Steven Tuck of the University of Miami has recently studied some 158 pictures of ancient gladiators - found on everything from mosaics, wall paintings and oil lamps to gems - and compared them with mediaeval manuals on fighting techniques to reach the conclusion that Roman gladiators fought to thrill the crowd, not to kill each other.

It is certainly true that gladiators played to the gallery, and for a very good reason. If a gladiator was defeated he had the right to appeal to the spectators for mercy and if he had put up a good fight he was much more likely to be given the thumbs up than if he had failed to entertain.

It is also true that most gladiatorial contests did not result in death. Trainers touring the provinces with a string of gladiators would have had very short tours if, at the end of every show, they had been left with half the number of performers they started with! In any case, training a gladiator was expensive, if for no other reason that you had to feed him during the process. It made no sense to have him killed off in his first fight.

We also know this from the fact that some contracts have survived in which the person putting on the show specifies that the battles have to be "to the death", a stipulation that would be unnecessary if death had been the result of every gladiatorial contest.

However Steven Tuck is certainly wrong in suggesting that by the 2nd century AD death and bleeding was no longer part of the entertainment. The literary evidence is clear that in fact contests became more and more brutal until they were nothing more than excuses for wholesale murder. The difference is that it was not the expensive and popular gladiators who were killed: they did the killing and the victims were criminals or prisoners of war with weapons thrust into their hands but who stood little or no chance against the experienced professionals facing them.

Like a modern TV audience, the spectators who crowded into the arenas that dotted the Roman Empire were avid for blood and death. In order to satisfy their craving there was certainly plenty of blood, but injured gladiators were spared to recover (if possible) and fight again another day. Even if they had been given the thumbs down, a sword-thrust could be carefully delivered to miss the vital organs, and it was not at all unknown for a "dead" gladiator to appear later in the provinces under another name.

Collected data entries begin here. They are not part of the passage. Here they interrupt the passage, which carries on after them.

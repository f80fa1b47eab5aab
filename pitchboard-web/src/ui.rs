use macroquad::prelude::*;
use pitchboard_core::{FormationCatalog, FormationKind};

use crate::BoardAction;

const PANEL_MARGIN: f32 = 10.0;
const BUTTON_WIDTH: f32 = 96.0;
const BUTTON_HEIGHT: f32 = 28.0;
const BUTTON_SPACING: f32 = 8.0;
const BUTTON_FONT_SIZE: f32 = 18.0;

const SELECTED_FILL: Color = Color::from_rgba(100, 200, 100, 255);
const SELECTED_BORDER: Color = Color::from_rgba(50, 150, 50, 255);
const HOVERED_FILL: Color = Color::from_rgba(220, 220, 220, 255);
const IDLE_FILL: Color = Color::from_rgba(200, 200, 200, 255);
const IDLE_BORDER: Color = Color::from_rgba(100, 100, 100, 255);

#[derive(Debug, Clone)]
struct Button {
    action: BoardAction,
    label: String,
}

/// One row of buttons: a button per catalog formation plus Reset. Layout
/// is computed from the index so hit-testing stays a pure function.
pub struct ControlPanel {
    buttons: Vec<Button>,
    origin: Vec2,
}

impl ControlPanel {
    pub fn new(catalog: &FormationCatalog) -> Self {
        let mut buttons: Vec<Button> = catalog
            .formations()
            .iter()
            .map(|formation| Button {
                action: BoardAction::ApplyFormation(formation.kind),
                label: formation.label.clone(),
            })
            .collect();
        buttons.push(Button {
            action: BoardAction::ResetPositions,
            label: "Reset".to_string(),
        });

        Self {
            buttons,
            origin: vec2(PANEL_MARGIN, PANEL_MARGIN),
        }
    }

    fn button_rect(&self, index: usize) -> Rect {
        Rect::new(
            self.origin.x + index as f32 * (BUTTON_WIDTH + BUTTON_SPACING),
            self.origin.y,
            BUTTON_WIDTH,
            BUTTON_HEIGHT,
        )
    }

    /// Whether the pointer is over any button; used to keep panel clicks
    /// away from the orbit controls.
    pub fn contains(&self, point: Vec2) -> bool {
        (0..self.buttons.len()).any(|index| self.button_rect(index).contains(point))
    }

    pub fn action_at(&self, point: Vec2) -> Option<BoardAction> {
        self.buttons
            .iter()
            .enumerate()
            .find(|(index, _)| self.button_rect(*index).contains(point))
            .map(|(_, button)| button.action)
    }

    pub fn draw(&self, active: FormationKind, mouse: Vec2) {
        for (index, button) in self.buttons.iter().enumerate() {
            let rect = self.button_rect(index);
            let selected = matches!(
                button.action,
                BoardAction::ApplyFormation(kind) if kind == active
            );
            let hovered = rect.contains(mouse);

            let fill = if selected {
                SELECTED_FILL
            } else if hovered {
                HOVERED_FILL
            } else {
                IDLE_FILL
            };
            let border = if selected { SELECTED_BORDER } else { IDLE_BORDER };

            draw_rectangle(rect.x, rect.y, rect.w, rect.h, fill);
            draw_rectangle_lines(rect.x, rect.y, rect.w, rect.h, 1.0, border);

            let dimensions = measure_text(&button.label, None, BUTTON_FONT_SIZE as u16, 1.0);
            draw_text(
                &button.label,
                rect.x + (rect.w - dimensions.width) / 2.0,
                rect.y + (rect.h + dimensions.height) / 2.0,
                BUTTON_FONT_SIZE,
                BLACK,
            );
        }
    }
}

#[cfg(test)]
mod tests {
    use super::*;

    fn panel() -> ControlPanel {
        ControlPanel::new(&FormationCatalog::builtin())
    }

    #[test]
    fn panel_has_one_button_per_formation_plus_reset() {
        assert_eq!(panel().buttons.len(), 4);
    }

    #[test]
    fn clicks_resolve_to_the_right_action() {
        let panel = panel();
        for (index, button) in panel.buttons.iter().enumerate() {
            let rect = panel.button_rect(index);
            let center = vec2(rect.x + rect.w / 2.0, rect.y + rect.h / 2.0);
            assert_eq!(panel.action_at(center), Some(button.action));
        }
        assert_eq!(
            panel.buttons.last().unwrap().action,
            BoardAction::ResetPositions
        );
    }

    #[test]
    fn clicks_outside_every_button_miss() {
        let panel = panel();
        assert_eq!(panel.action_at(vec2(0.0, 0.0)), None);
        assert_eq!(panel.action_at(vec2(5000.0, 15.0)), None);
        assert!(!panel.contains(vec2(5000.0, 15.0)));

        // The gap between the first two buttons is dead space.
        let gap_x = PANEL_MARGIN + BUTTON_WIDTH + BUTTON_SPACING / 2.0;
        assert_eq!(panel.action_at(vec2(gap_x, PANEL_MARGIN + 5.0)), None);
    }
}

In addition there was the tendency for those of little brain to become wildly excited over the outcomes of sporting events and frequently these individuals supported their ignorant opinions with money - and where there is gambling, there will be corruption. Clearly it was difficult to persuade a gladiator to allow himself to be killed so that his backers could make a killing, but relatively easy to persuade him to "take a dive" - to fake defeat and death.

During the reign of Caligula a match between five retiarii and five secutores was "fixed" and the secutores despatched their net and trident wielding opponents with such brisk efficiency that the crowd of spectators, who had wagered heavily on the retiarii who usually won, began to boo. Alarmed by the mob's anger, the emperor gave the thumbs down signal and one of the "fatally wounded" retiarii, infuriated by this double-cross, leaped up, grabbed his trident and managed to kill all five of the secutores, who were busy bowing to the royal box. The scandal was enormous.